ASTM E814 – Methods for Fire Tests of Penetration Firestops.
NFPA 101 – Life Safety Code.
NFPA 70 – National Electrical Code.
ICBO – Uniform Building Code.
BOCA – Basic/National Building Code.
SSBCCI – Standard Building Code.
UL 1479 – Fire Tests of Through-Penetration Firestops.
UL Fire Resistance Directory – Penetration Firestops System (XHE2) and Fill, Void or Cavity Materials

When using firestop products, they must be applied in a way that follows the methods outlined in the standards mentioned here. This is particularly true for ASTM E814 and UL 1479. If the application strays from these methods, the firestop may fail in a fire. Local Fire Marshals and Building Inspectors may request proof that these standards are being followed and that a firestop is applied correctly. The manufacturers of firestop products offer installation guides and technical documentation that shows how these products meet the required standards.

Firestop Product Types:

Penetration Sealants

Penetration Sealants – are intumescent sealants that are primarily used to seal around metallic pipes, conduits, tubing and ducting that have penetrated a fire wall or another fire barrier. They can also be used for small non-metallic pipes, conduits and tubing. These sealants have a fire rated range from two to four hours and are made in a variety of colors.

Joint Sealants

Joint Sealants – are used to seal joints in a fire wall or another fire barrier. They are intumescent and elastomeric.

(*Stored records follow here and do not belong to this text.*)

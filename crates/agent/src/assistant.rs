//! The coach: everything a front end needs to hold a conversation.

use fitcoach_config::{AppConfig, EmbedderKind, Language, Locale, ProviderSettings};
use fitcoach_core::agent::{AgentConfig, TurnResult};
use fitcoach_core::error::{Error, ProviderError};
use fitcoach_core::event::EventBus;
use fitcoach_core::message::ThreadId;
use fitcoach_core::provider::Provider;
use fitcoach_core::thread::ThreadStore;
use fitcoach_core::tool::ToolRegistry;
use fitcoach_knowledge::{
    DirectoryLoader, Embedder, HashingEmbedder, KnowledgeBase, ProviderEmbedder,
    RecursiveSplitter, Retriever,
};
use fitcoach_memory::InMemoryThreadStore;
use fitcoach_providers::build_provider;
use fitcoach_tools::coach_registry;
use serde::Serialize;
use std::sync::Arc;
use tokio_stream::wrappers::ReceiverStream;
use tracing::{info, warn};

use crate::cache::{AgentCache, AgentKey};
use crate::loop_runner::AgentLoop;
use crate::session::SessionManager;
use crate::stream_event::TurnSnapshot;
use crate::style::StyleComposer;

/// Builds a completion provider for a credential.
pub type ProviderFactory =
    Arc<dyn Fn(Option<&str>) -> Result<Arc<dyn Provider>, ProviderError> + Send + Sync>;

pub fn provider_factory<F>(factory: F) -> ProviderFactory
where
    F: Fn(Option<&str>) -> Result<Arc<dyn Provider>, ProviderError> + Send + Sync + 'static,
{
    Arc::new(factory)
}

/// The factory backed by the configured OpenAI-compatible endpoint.
pub fn default_factory(settings: ProviderSettings) -> ProviderFactory {
    provider_factory(move |credential| build_provider(&settings, credential))
}

/// Per-turn choices made by the caller.
#[derive(Clone)]
pub struct TurnOptions {
    pub style: String,
    pub reasoning: bool,
    pub language: Language,

    /// Overrides the configured API key for this turn.
    pub credential: Option<String>,
}

impl TurnOptions {
    pub fn from_config(config: &AppConfig) -> Self {
        Self {
            style: config.agent.default_style.clone(),
            reasoning: config.agent.reasoning,
            language: config.language,
            credential: None,
        }
    }

    pub fn with_style(mut self, style: impl Into<String>) -> Self {
        self.style = style.into();
        self
    }

    pub fn with_reasoning(mut self, reasoning: bool) -> Self {
        self.reasoning = reasoning;
        self
    }

    pub fn with_language(mut self, language: Language) -> Self {
        self.language = language;
        self
    }

    pub fn with_credential(mut self, credential: impl Into<String>) -> Self {
        self.credential = Some(credential.into());
        self
    }
}
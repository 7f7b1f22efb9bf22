//! FitCoach CLI — the main entry point.
//!
//! Commands:
//! - `onboard`  — Write the default config and create the documents folder
//! - `chat`     — Interactive coaching session
//! - `ask`      — Single question, single answer
//! - `status`   — Knowledge base and provider summary

use clap::{Parser, Subcommand};

mod commands;

use commands::TurnFlags;

#[derive(Parser)]
#[command(
    name = "fitcoach",
    about = "FitCoach — a retrieval-augmented fitness and nutrition coach",
    version,
    author
)]
struct Cli {
    #[command(subcommand)]
    command: Commands,

    /// Enable verbose logging
    #[arg(short, long, global = true)]
    verbose: bool,
}

#[derive(Subcommand)]
enum Commands {
    /// Write the default configuration and create the documents folder
    Onboard {
        /// Overwrite an existing config file
        #[arg(long)]
        force: bool,
    },

    /// Chat with the coach interactively
    Chat {
        #[command(flatten)]
        turn: TurnFlags,

        /// Start on this thread id instead of a new one
        #[arg(long)]
        thread: Option<String>,
    },

    /// Ask a single question
    Ask {
        /// The question
        #[arg(short, long)]
        message: String,

        #[command(flatten)]
        turn: TurnFlags,

        /// Print the answer as it is generated
        #[arg(long)]
        stream: bool,
    },

    /// Show knowledge base and provider status
    Status {
        /// Print the status as JSON
        #[arg(long)]
        json: bool,
    },
}

#[tokio::main]
async fn main() -> anyhow::Result<()> {
    let cli = Cli::parse();

    // Initialize tracing
    let filter = if cli.verbose { "debug" } else { "warn" };
    tracing_subscriber::fmt()
        .with_env_filter(
            tracing_subscriber::EnvFilter::try_from_default_env()
                .unwrap_or_else(|_| tracing_subscriber::EnvFilter::new(filter)),
        )
        .with_target(false)
        .with_writer(std::io::stderr)
        .init();

    match cli.command {
        Commands::Onboard { force } => commands::onboard::run(force).await?,
        Commands::Chat { turn, thread } => commands::chat::run(turn, thread).await?,
        Commands::Ask {
            message,
            turn,
            stream,
        } => commands::ask::run(message, turn, stream).await?,
        Commands::Status { json } => commands::status::run(json).await?,
    }

    Ok(())
}
//! Thread sessions and per-thread turn locks.

use fitcoach_core::error::StoreError;
use fitcoach_core::message::{Message, ThreadId};
use fitcoach_core::thread::{Thread, ThreadStore};
use std::collections::HashMap;
use std::sync::Arc;
use tokio::sync::{Mutex, OwnedMutexGuard};
use tracing::debug;

/// Held for the duration of one turn on a thread.
pub type TurnGuard = OwnedMutexGuard<()>;

/// Issues thread ids and serializes turns per thread.
///
/// Turns on the same thread run one after another; different threads never
/// wait on each other beyond the brief lock-table lookup.
pub struct SessionManager {
    store: Arc<dyn ThreadStore>,
    turn_locks: Mutex<HashMap<ThreadId, Arc<Mutex<()>>>>,
}

impl SessionManager {
    pub fn new(store: Arc<dyn ThreadStore>) -> Self {
        Self {
            store,
            turn_locks: Mutex::new(HashMap::new()),
        }
    }

    pub fn store(&self) -> Arc<dyn ThreadStore> {
        Arc::clone(&self.store)
    }

    pub fn new_thread(&self) -> ThreadId {
        let id = ThreadId::new();
        debug!(thread_id = %id, "New thread");
        id
    }

    /// Wait until no other turn is running on `id`, then claim it.
    pub async fn begin_turn(&self, id: &ThreadId) -> TurnGuard {
        let lock = {
            let mut locks = self.turn_locks.lock().await;
            Arc::clone(locks.entry(id.clone()).or_default())
        };
        lock.lock_owned().await
    }

    pub async fn thread(&self, id: &ThreadId) -> Result<Thread, StoreError> {
        self.store.get(id).await
    }

    pub async fn history(&self, id: &ThreadId) -> Result<Vec<Message>, StoreError> {
        Ok(self.store.get(id).await?.messages)
    }

    /// Clear a thread's history. Waits for a running turn to finish first.
    pub async fn reset(&self, id: &ThreadId) -> Result<(), StoreError> {
        let _guard = self.begin_turn(id).await;
        self.store.clear(id).await
    }

    pub async fn threads(&self) -> Result<Vec<ThreadId>, StoreError> {
        self.store.threads().await
    }
}
//! Message and thread identifier types.
//!
//! These are the value objects that flow through the whole system:
//! the caller sends user text → the agent loop builds a message sequence →
//! the provider answers with text or tool calls → tool results are folded back.
//!
//! `Message` is a tagged enum: every role carries exactly the fields it can
//! have, so a user message can never hold tool calls and a tool result always
//! names the call it answers.

use serde::{Deserialize, Serialize};
use uuid::Uuid;

/// Opaque identifier for a conversation thread (session).
#[derive(Debug, Clone, PartialEq, Eq, Hash, PartialOrd, Ord, Serialize, Deserialize)]
#[serde(transparent)]
pub struct ThreadId(pub String);

impl ThreadId {
    /// Generate a fresh random thread id.
    pub fn new() -> Self {
        Self(Uuid::new_v4().to_string())
    }

    pub fn from(s: &str) -> Self {
        Self(s.to_string())
    }

    pub fn as_str(&self) -> &str {
        &self.0
    }
}

impl Default for ThreadId {
    fn default() -> Self {
        Self::new()
    }
}

impl std::fmt::Display for ThreadId {
    fn fmt(&self, f: &mut std::fmt::Formatter<'_>) -> std::fmt::Result {
        write!(f, "{}", self.0)
    }
}

/// The role of a message sender, used for logging and filtering.
#[derive(Debug, Clone, Copy, PartialEq, Eq, Serialize, Deserialize)]
#[serde(rename_all = "lowercase")]
pub enum Role {
    /// System instructions (persona, style)
    System,
    /// The end user
    User,
    /// The AI assistant
    Assistant,
    /// Tool execution result
    Tool,
}

/// A tool invocation requested by the model inside an assistant message.
#[derive(Debug, Clone, PartialEq, Serialize, Deserialize)]
pub struct ToolCallRequest {
    /// Call id, unique within its assistant message
    pub id: String,

    /// Name of the tool to invoke
    pub name: String,

    /// Structured arguments
    pub arguments: serde_json::Value,
}

impl ToolCallRequest {
    /// Build a request from the raw argument text a provider returned.
    ///
    /// Text that is not valid JSON is kept as a JSON string so that schema
    /// validation rejects it later instead of the call silently losing data.
    pub fn from_raw(id: impl Into<String>, name: impl Into<String>, raw_arguments: &str) -> Self {
        let arguments = if raw_arguments.trim().is_empty() {
            serde_json::Value::Object(serde_json::Map::new())
        } else {
            serde_json::from_str(raw_arguments)
                .unwrap_or_else(|_| serde_json::Value::String(raw_arguments.to_string()))
        };
        Self {
            id: id.into(),
            name: name.into(),
            arguments,
        }
    }
}

/// A single role-tagged conversation turn.
#[derive(Debug, Clone, PartialEq, Serialize, Deserialize)]
#[serde(tag = "role", rename_all = "lowercase")]
pub enum Message {
    System {
        content: String,
    },
    User {
        content: String,
    },
    Assistant {
        /// May be empty for a pure tool-call message
        #[serde(default)]
        content: String,

        #[serde(default, skip_serializing_if = "Vec::is_empty")]
        tool_calls: Vec<ToolCallRequest>,
    },
    Tool {
        /// The `ToolCallRequest::id` this result answers
        tool_call_id: String,

        /// Name of the tool that produced the result
        name: String,

        content: String,
    },
}

impl Message {
    /// Create a system message.
    pub fn system(content: impl Into<String>) -> Self {
        Self::System {
            content: content.into(),
        }
    }

    /// Create a user message.
    pub fn user(content: impl Into<String>) -> Self {
        Self::User {
            content: content.into(),
        }
    }

    /// Create a plain assistant message with no tool calls.
    pub fn assistant(content: impl Into<String>) -> Self {
        Self::Assistant {
            content: content.into(),
            tool_calls: Vec::new(),
        }
    }

    /// Create an assistant message that requests tool calls.
    pub fn assistant_with_calls(content: impl Into<String>, tool_calls: Vec<ToolCallRequest>) -> Self {
        Self::Assistant {
            content: content.into(),
            tool_calls,
        }
    }

    /// Create a tool result message.
    pub fn tool_result(
        tool_call_id: impl Into<String>,
        name: impl Into<String>,
        content: impl Into<String>,
    ) -> Self {
        Self::Tool {
            tool_call_id: tool_call_id.into(),
            name: name.into(),
            content: content.into(),
        }
    }

    pub fn role(&self) -> Role {
        match self {
            Self::System { .. } => Role::System,
            Self::User { .. } => Role::User,
            Self::Assistant { .. } => Role::Assistant,
            Self::Tool { .. } => Role::Tool,
        }
    }

    /// The text content of the message.
    pub fn content(&self) -> &str {
        match self {
            Self::System { content }
            | Self::User { content }
            | Self::Assistant { content, .. }
            | Self::Tool { content, .. } => content,
        }
    }

    /// Tool calls requested by this message (empty unless an assistant message).
    pub fn tool_calls(&self) -> &[ToolCallRequest] {
        match self {
            Self::Assistant { tool_calls, .. } => tool_calls,
            _ => &[],
        }
    }

    /// Rough token estimate (4 chars ≈ 1 token).
    pub fn estimated_tokens(&self) -> usize {
        self.content().len() / 4
    }
}
//! Localized text: persona prompts, tool description, style fragments,
//! and user-facing notices for every supported language.

use serde::{Deserialize, Serialize};
use std::str::FromStr;

/// A supported interface and answer language.
#[derive(Debug, Clone, Copy, Default, PartialEq, Eq, Hash, Serialize, Deserialize)]
#[serde(rename_all = "lowercase")]
pub enum Language {
    #[default]
    En,
    Tr,
}

impl Language {
    pub fn code(self) -> &'static str {
        match self {
            Self::En => "en",
            Self::Tr => "tr",
        }
    }
}

impl FromStr for Language {
    type Err = String;

    fn from_str(s: &str) -> Result<Self, Self::Err> {
        match s.trim().to_ascii_lowercase().as_str() {
            "en" | "english" => Ok(Self::En),
            "tr" | "turkish" | "türkçe" => Ok(Self::Tr),
            other => Err(format!("unsupported language '{other}' (expected 'en' or 'tr')")),
        }
    }
}

impl std::fmt::Display for Language {
    fn fmt(&self, f: &mut std::fmt::Formatter<'_>) -> std::fmt::Result {
        f.write_str(self.code())
    }
}

/// The text table for one language.
#[derive(Debug, Clone, Copy, PartialEq, Eq)]
pub struct Locale {
    pub language: Language,

    /// Default coach persona (base system prompt)
    pub persona: &'static str,

    /// Description of the retrieval tool, shown to the model
    pub retriever_description: &'static str,

    /// Description of the retrieval tool's `query` argument
    pub query_description: &'static str,

    /// Returned by the retrieval tool when nothing matched
    pub no_results: &'static str,

    /// Label placed before a chunk's source in retrieval output
    pub source_label: &'static str,

    /// Answer used when the model produced no usable text
    pub fallback_answer: &'static str,

    /// Answer used when the tool loop hit its iteration bound
    pub max_iterations_notice: &'static str,

    /// Style fragments, each carrying its word bound
    pub style_concise: &'static str,
    pub style_normal: &'static str,
    pub style_creative: &'static str,

    /// Appended last in structured-reasoning mode
    pub reasoning_directive: &'static str,

    /// Shown while a turn is in progress
    pub thinking: &'static str,

    pub welcome: &'static str,

    pub no_documents: &'static str,
}

impl Locale {
    pub fn for_language(language: Language) -> &'static Locale {
        match language {
            Language::En => &EN,
            Language::Tr => &TR,
        }
    }
}

static EN: Locale = Locale {
    language: Language::En,
    persona: "You are a professional fitness coach and nutrition expert.

RULES:
- DO NOT mention yoga, meditation or spiritual practices
- Only suggest classic fitness exercises (push-ups, dumbbells, squats, etc.)
- REMEMBER PREVIOUS CONVERSATION and answer follow-up questions intelligently
- Understand references like \"it\", \"this\", \"those\" from previous messages
- ANSWER IN ENGLISH",
    retriever_description: "Searches fitness and nutrition information from PDFs. Use for: exercise, nutrition, protein, workout questions.",
    query_description: "What to look up, phrased as a short search query",
    no_results: "No relevant information was found in the fitness knowledge base.",
    source_label: "Source",
    fallback_answer: "Sorry, I couldn't put together an answer. Could you rephrase your question?",
    max_iterations_notice: "I couldn't finish researching this question. Please try asking it more specifically.",
    style_concise: "RESPONSE STYLE: Be brief and direct. Use at most 100 words.",
    style_normal: "RESPONSE STYLE: Give a balanced, practical answer. Use at most 200 words.",
    style_creative: "RESPONSE STYLE: Be engaging and motivating. Examples and analogies are welcome. Use at most 300 words.",
    reasoning_directive: "RESPONSE FORMAT: First think step by step inside <thinking></thinking> tags: what the user is asking, what you know from the conversation and the knowledge base, and how to answer. Then write the final answer after the closing </thinking> tag. Never put the final answer inside the tags.",
    thinking: "Thinking...",
    welcome: "Welcome! Ask a fitness or nutrition question, or type /exit to quit.",
    no_documents: "No documents found in the knowledge folder; answering without retrieval.",
};

static TR: Locale = Locale {
    language: Language::Tr,
    persona: "Sen profesyonel bir fitness koçu ve beslenme uzmanısın.

KURALLAR:
- Yoga, meditasyon veya ruhani pratiklerden BAHSETME
- Sadece klasik fitness egzersizleri öner (şınav, dambıl, squat, vb.)
- ÖNCEKİ KONUŞMAYI HATIRLA ve takip sorularını akıllıca yanıtla
- \"onu\", \"bunu\", \"bunlar\" gibi referansları önceki mesajlardan anla
- TÜRKÇE CEVAP VER",
    retriever_description: "Fitness ve beslenme bilgilerini içeren PDF'lerden arama yapar. Kullan: egzersiz, beslenme, protein, antrenman soruları için.",
    query_description: "Aranacak konu, kısa bir arama sorgusu olarak",
    no_results: "Fitness bilgi tabanında ilgili bilgi bulunamadı.",
    source_label: "Kaynak",
    fallback_answer: "Üzgünüm, bir cevap oluşturamadım. Sorunuzu farklı şekilde sorabilir misiniz?",
    max_iterations_notice: "Bu soruyu araştırmayı tamamlayamadım. Lütfen daha spesifik sormayı deneyin.",
    style_concise: "CEVAP STİLİ: Kısa ve net ol. En fazla 100 kelime kullan.",
    style_normal: "CEVAP STİLİ: Dengeli ve pratik bir cevap ver. En fazla 200 kelime kullan.",
    style_creative: "CEVAP STİLİ: İlgi çekici ve motive edici ol. Örnekler ve benzetmeler kullanabilirsin. En fazla 300 kelime kullan.",
    reasoning_directive: "CEVAP FORMATI: Önce <thinking></thinking> etiketleri içinde adım adım düşün: kullanıcı ne soruyor, konuşmadan ve bilgi tabanından ne biliyorsun, nasıl cevap vereceksin. Sonra nihai cevabı kapanış </thinking> etiketinden sonra yaz. Nihai cevabı asla etiketlerin içine koyma.",
    thinking: "Düşünüyorum...",
    welcome: "Hoş geldiniz! Bir fitness veya beslenme sorusu sorun, çıkmak için /exit yazın.",
    no_documents: "Bilgi klasöründe belge bulunamadı; arama olmadan cevap veriliyor.",
};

Pillows – are intumescent and are used as a temporary repair for a large opening in a fire wall or barrier. They can also be used when future access is expected.

Pass Through Devices

Pass Through Devices – are self-adjusting intumescent cable pass-through devices that eliminate the need to reinstall or adjust firestop materials. These are useful when future cable penetrations through a fire wall or barrier are expected.


Sleeves – are used for cable penetrations through a fire wall or barrier. They are supplied with intumescent putty which remains soft and easy to remove for future cable penetrations.

Cast In Devices

Cast In Devices – are installed during the construction phase of a building. They are cast in fire walls and barriers where pipe and cable penetrations are expected.

Composite Sheets

Composite Sheets – are intumescent sheets used to repair medium to large openings in a fire wall or barrier. They can be cut to size and in irregular shapes if desired.

Pipe Collars

Pipe Collars – are used for large plastic pipe penetrations through a fire wall or barrier. They contain intumescent material that seals up the opening if the plastic pipe is destroyed in a fire.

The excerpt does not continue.